Сихерче призвал духов и сказал, что у Сабир-абыя дочь родится. И еще сказал, что девочка будет любима духами, но больше детей у Сабир-абыя не будет. Разгневался Сабир-абый, прогнал сихерче, даже не приветив на прощание, как принято привечать мудрого человека. На пороге сихерче пробормотал только:
— Пусть падет на тебя проклятье. Не захотел дочери — и не будет у тебя дочери! И сыновей не будет!
И словно пена на реке истаял.
Старики говорили, что не к добру сердить ведуна, теперь духи навсегда отвернутся от Сабыр-абыя и впредь не будет ему удачи. И в тот же день погиб лучший баран стада абыя.
Испугался Сабыр, помолился духам, принес им в жертву балан и казылыки, велел послать за сихерче, чтобы его уважить, но того и след простыл.
А через девять лун пришло время Нафизе-апа рожать, привели к ее постели самую мудрую кентек инэ (5*) в селении. Тяжело рожала Нафиза-апа, три дня и три ночи, и трех баранов зарезал для духов Сабыр-абый. Не услышали духи. Тогда кентек инэ призвала в помощь Умай-ана (6*), и великая богиня прислала в дом путника в потрепанном жилэне и старом тубэтее. Откуда он пришел, никто не ведал, и никто не знал его лица. Имени своего странный человек тоже не назвал, пошёл прямо к Сабыр-абыю. О чем говорили, не ведомо, только скоро путник ушел, даже не отведав баурсака. Сабыр-абый вышел с темным лицом и велел повесить над всеми окнами и дверями агыйыки (7*).
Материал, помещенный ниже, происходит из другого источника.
//! CP-001: Resource model extracted from Chef cookbooks.
//!
//! Everything the extractor produces lives here: values, declarations,
//! guards, notification edges, recipe units and the parsed cookbook. All types
//! derive Serialize/Deserialize so the model can be dumped by `cookport
//! extract` and embedded in generation requests.

use indexmap::IndexMap;
use serde::{Deserialize, Serialize};
use std::fmt;
use std::path::PathBuf;

/// Declaration type used for spans the extractor could not recognize.
pub const UNPARSED_TYPE: &str = "__unparsed__";

// ============================================================================
// Values
// ============================================================================

/// A literal scalar.
#[derive(Debug, Clone, PartialEq, Serialize, Deserialize)]
#[serde(tag = "type", content = "value", rename_all = "snake_case")]
pub enum Scalar {
    String(String),
    Symbol(String),
    Integer(i64),
    Float(f64),
    Bool(bool),
    Nil,
}

impl fmt::Display for Scalar {
    fn fmt(&self, f: &mut fmt::Formatter<'_>) -> fmt::Result {
        match self {
            Self::String(s) | Self::Symbol(s) => write!(f, "{}", s),
            Self::Integer(n) => write!(f, "{}", n),
            Self::Float(x) => write!(f, "{}", x),
            Self::Bool(b) => write!(f, "{}", b),
            Self::Nil => write!(f, "nil"),
        }
    }
}

/// A property value. Anything the value parser cannot classify is kept
/// verbatim as `Raw`.
#[derive(Debug, Clone, PartialEq, Serialize, Deserialize)]
#[serde(tag = "kind", content = "value", rename_all = "snake_case")]
pub enum Value {
    Scalar(Scalar),
    /// Variable or node attribute reference, dotted (`node.nginx.port`).
    Reference(String),
    Map(IndexMap<String, Value>),
    List(Vec<Value>),
    Raw(String),
}

impl Value {
    pub fn string(s: impl Into<String>) -> Self {
        Self::Scalar(Scalar::String(s.into()))
    }

    pub fn symbol(s: impl Into<String>) -> Self {
        Self::Scalar(Scalar::Symbol(s.into()))
    }

    /// The plain text of a string or symbol scalar.
    pub fn as_str(&self) -> Option<&str> {
        match self {
            Self::Scalar(Scalar::String(s)) | Self::Scalar(Scalar::Symbol(s)) => Some(s),
            _ => None,
        }
    }

    /// Key used for value-transform lookups: scalars render lowercased,
    /// anything else has no key.
    pub fn lookup_key(&self) -> Option<String> {
        match self {
            Self::Scalar(Scalar::Nil) => None,
            Self::Scalar(s) => Some(s.to_string().to_lowercase()),
            _ => None,
        }
    }

    pub fn is_raw(&self) -> bool {
        matches!(self, Self::Raw(_))
    }

    /// Render back to a Ruby-like literal for prompts and CLI output.
    pub fn to_source(&self) -> String {
        match self {
            Self::Scalar(Scalar::String(s)) => format!("'{}'", s.replace('\'', "\\'")),
            Self::Scalar(Scalar::Symbol(s)) => format!(":{}", s),
            Self::Scalar(other) => other.to_string(),
            Self::Reference(r) => r.clone(),
            Self::Map(m) => {
                let parts: Vec<String> = m
                    .iter()
                    .map(|(k, v)| format!("{}: {}", k, v.to_source()))
                    .collect();
                format!("{{ {} }}", parts.join(", "))
            }
            Self::List(items) => {
                let parts: Vec<String> = items.iter().map(Value::to_source).collect();
                format!("[{}]", parts.join(", "))
            }
            Self::Raw(r) => r.clone(),
        }
    }
}

// ============================================================================
// Declarations
// ============================================================================

/// Contiguous region of a source file, 1-based and inclusive.
#[derive(Debug, Clone, PartialEq, Eq, Serialize, Deserialize)]
pub struct SourceSpan {
    pub file: String,
    pub start_line: usize,
    pub end_line: usize,
}

impl fmt::Display for SourceSpan {
    fn fmt(&self, f: &mut fmt::Formatter<'_>) -> fmt::Result {
        if self.start_line == self.end_line {
            write!(f, "{}:{}", self.file, self.start_line)
        } else {
            write!(f, "{}:{}-{}", self.file, self.start_line, self.end_line)
        }
    }
}

/// Kind of condition governing a declaration.
#[derive(Debug, Clone, PartialEq, Eq, Serialize, Deserialize)]
#[serde(rename_all = "snake_case")]
pub enum GuardKind {
    /// Enclosing `if` / `elsif` branch.
    If,
    /// Enclosing `unless` block.
    Unless,
    /// `else` branch; the expression lists the conditions that did not hold.
    Else,
    /// `case`/`when` branch.
    When,
    /// Enclosing iteration (`.each`, `for`, `while`).
    Loop,
    /// `begin`/`rescue` branch.
    Rescue,
    /// Any other wrapping block (`with_run_context :root do`).
    Block,
    /// Resource-level `only_if`.
    OnlyIf,
    /// Resource-level `not_if`.
    NotIf,
}

impl fmt::Display for GuardKind {
    fn fmt(&self, f: &mut fmt::Formatter<'_>) -> fmt::Result {
        let s = match self {
            Self::If => "if",
            Self::Unless => "unless",
            Self::Else => "else",
            Self::When => "when",
            Self::Loop => "loop",
            Self::Rescue => "rescue",
            Self::Block => "block",
            Self::OnlyIf => "only_if",
            Self::NotIf => "not_if",
        };
        write!(f, "{}", s)
    }
}

/// A guard condition attached to a declaration.
#[derive(Debug, Clone, PartialEq, Eq, Serialize, Deserialize)]
pub struct Guard {
    pub kind: GuardKind,
    pub expression: String,
}

impl Guard {
    pub fn new(kind: GuardKind, expression: impl Into<String>) -> Self {
        Self {
            kind,
            expression: expression.into(),
        }
    }
}

impl fmt::Display for Guard {
    fn fmt(&self, f: &mut fmt::Formatter<'_>) -> fmt::Result {
        write!(f, "{} {}", self.kind, self.expression)
    }
}

/// When a notified handler runs.
#[derive(Debug, Clone, Copy, Default, PartialEq, Eq, Serialize, Deserialize)]
#[serde(rename_all = "snake_case")]
pub enum Timing {
    Immediate,
    #[default]
    Delayed,
}

/// Direction of an edge as written in the source.
#[derive(Debug, Clone, Copy, Default, PartialEq, Eq, Serialize, Deserialize)]
#[serde(rename_all = "snake_case")]
pub enum EdgeKind {
    /// `notifies`: this declaration triggers the target.
    #[default]
    Notifies,
    /// `subscribes`: the target triggers this declaration.
    Subscribes,
}

/// A notification or subscription between resources.
#[derive(Debug, Clone, PartialEq, Eq, Serialize, Deserialize)]
pub struct NotificationEdge {
    /// Target reference, normalized to `type[name]` when possible.
    pub target: String,
    pub action: String,
    pub timing: Timing,
    #[serde(default)]
    pub kind: EdgeKind,
}

/// A single extracted resource declaration.
#[derive(Debug, Clone, PartialEq, Serialize, Deserialize)]
pub struct ResourceDeclaration {
    #[serde(rename = "type")]
    pub resource_type: String,
    pub name: String,
    pub properties: IndexMap<String, Value>,
    #[serde(default)]
    pub guards: Vec<Guard>,
    #[serde(default)]
    pub notifies: Vec<NotificationEdge>,
    pub span: SourceSpan,
    /// Body statements that were not understood, verbatim.
    #[serde(default, skip_serializing_if = "Vec::is_empty")]
    pub unparsed: Vec<String>,
    /// Set when the block terminator was missing.
    #[serde(default, skip_serializing_if = "std::ops::Not::not")]
    pub partial: bool,
}

impl ResourceDeclaration {
    pub fn is_unparsed(&self) -> bool {
        self.resource_type == UNPARSED_TYPE
    }

    /// `type[name]`, the form notification targets use.
    pub fn reference(&self) -> String {
        format!("{}[{}]", self.resource_type, self.name)
    }

    /// The `action` property as a list of action names.
    pub fn actions(&self) -> Vec<String> {
        match self.properties.get("action") {
            Some(Value::List(items)) => items
                .iter()
                .filter_map(|v| v.as_str().map(str::to_string))
                .collect(),
            Some(v) => v.as_str().map(|s| vec![s.to_string()]).unwrap_or_default(),
            None => Vec::new(),
        }
    }
}

// ============================================================================
// Recipe units and cookbooks
// ============================================================================

/// Everything extracted from one source file.
#[derive(Debug, Clone, Default, PartialEq, Serialize, Deserialize)]
pub struct RecipeUnit {
    /// Recipe name (file stem).
    pub name: String,
    /// File path relative to the cookbook root.
    pub file: String,
    pub declarations: Vec<ResourceDeclaration>,
    /// Node attribute assignments, keyed by dotted path.
    #[serde(default)]
    pub attributes: IndexMap<String, Value>,
    /// Local variable assignments.
    #[serde(default)]
    pub variables: IndexMap<String, Value>,
    /// Template sources referenced by `template` declarations.
    #[serde(default)]
    pub templates: Vec<String>,
    /// `include_recipe` targets.
    #[serde(default)]
    pub includes: Vec<String>,
    /// Original text, passed to the generator as literal context.
    #[serde(default, skip_serializing)]
    pub source: String,
}

impl RecipeUnit {
    /// Declarations that resolved to a real resource type.
    pub fn resources(&self) -> impl Iterator<Item = &ResourceDeclaration> {
        self.declarations.iter().filter(|d| !d.is_unparsed())
    }

    /// Find a declaration by its `type[name]` reference.
    pub fn find(&self, reference: &str) -> Option<&ResourceDeclaration> {
        self.declarations.iter().find(|d| d.reference() == reference)
    }
}

/// A cookbook dependency from `metadata.rb`.
#[derive(Debug, Clone, PartialEq, Eq, Serialize, Deserialize)]
pub struct Dependency {
    pub name: String,
    #[serde(default)]
    pub constraint: Option<String>,
}

/// Parsed `metadata.rb`.
#[derive(Debug, Clone, Default, PartialEq, Eq, Serialize, Deserialize)]
pub struct CookbookMetadata {
    pub name: Option<String>,
    pub version: Option<String>,
    pub maintainer: Option<String>,
    pub maintainer_email: Option<String>,
    pub license: Option<String>,
    pub description: Option<String>,
    #[serde(default)]
    pub dependencies: Vec<Dependency>,
    #[serde(default)]
    pub supports: Vec<String>,
}

/// A template or static file shipped with the cookbook.
#[derive(Debug, Clone, PartialEq, Eq, Serialize, Deserialize)]
pub struct CookbookFile {
    /// Path relative to `templates/` or `files/`.
    pub path: String,
    /// Text content; `None` for binary files.
    #[serde(default, skip_serializing)]
    pub content: Option<String>,
}

/// A custom resource defined under `resources/`.
#[derive(Debug, Clone, PartialEq, Eq, Serialize, Deserialize)]
pub struct CustomResourceDef {
    /// Resource type name recipes use (`<cookbook>_<file>` unless overridden).
    pub name: String,
    pub file: String,
    #[serde(default)]
    pub properties: Vec<String>,
    #[serde(default)]
    pub actions: Vec<String>,
    #[serde(default)]
    pub default_action: Option<String>,
}

/// A cookbook and everything extracted from it. Immutable once loaded.
#[derive(Debug, Clone, Default, Serialize, Deserialize)]
pub struct ParsedCookbook {
    pub name: String,
    pub path: PathBuf,
    pub metadata: CookbookMetadata,
    pub recipes: Vec<RecipeUnit>,
    /// Attribute files, extracted with the same extractor.
    #[serde(default)]
    pub attribute_files: Vec<RecipeUnit>,
    #[serde(default)]
    pub templates: Vec<CookbookFile>,
    #[serde(default)]
    pub files: Vec<CookbookFile>,
    #[serde(default)]
    pub custom_resources: Vec<CustomResourceDef>,
    #[serde(default)]
    pub libraries: Vec<String>,
}

impl ParsedCookbook {
    /// All declarations across recipes, in recipe then source order.
    pub fn declarations(&self) -> impl Iterator<Item = &ResourceDeclaration> {
        self.recipes.iter().flat_map(|r| r.declarations.iter())
    }

    /// Attribute defaults merged across attribute files and recipes,
    /// attribute files first.
    pub fn attribute_defaults(&self) -> IndexMap<String, Value> {
        let mut merged = IndexMap::new();
        for unit in self.attribute_files.iter().chain(self.recipes.iter()) {
            for (k, v) in &unit.attributes {
                merged.entry(k.clone()).or_insert_with(|| v.clone());
            }
        }
        merged
    }
}

// ============================================================================
// Tests
// ============================================================================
Вскорости Нафиза разродилась, и в тот момент, когда дитя вышло из чрева, ушла к прародителям. Кентек инэ приняла дитя и нашла у него на пятке родимое пятнышко в виде змеи. Тогда она явилась к Сабыр-абыю и сказала:
— Дочь у тебя родилась, господин, а жена умерла. А у ребенка на пятке пятно в виде змеи. Худой знак, духи пометили. Не проживет долго.
Закручинился Сабыр, еще больше лицом потемнел.
— Путник ко мне приходил, мудрая женщина. Сихерче тот, что жену и меня проклял. Велел дочь ему пообещать в жены, едва достигнет шестнадцати лет, чтобы жива осталась. Я и сговорил. Теперь не знаю, как от обещания освободиться.
— Правильно сделал, что агыйыками дом увешал, а еще запри дочь, чтобы никто и никогда ее лица не видел, и всем говори, что уродлива дочь твоя настолько, что и людям показать стыдно. Авось и откажется от уродины твой колдун. А если не откажется, тайно свези в другое селение и там за хорошего человека отдай.
Так и поступил Сабыр-абый. Прилюдно назвал дочь "Коркун", что означает "Уродливая", и никому не показал. Даже празднества в честь рождения и наречения отменил, ни одного гостя в дом не пригласил. Только девочка родилась настоящей красавицей и, когда никто не слышал, называл ее Сабыр Фираёй(8*).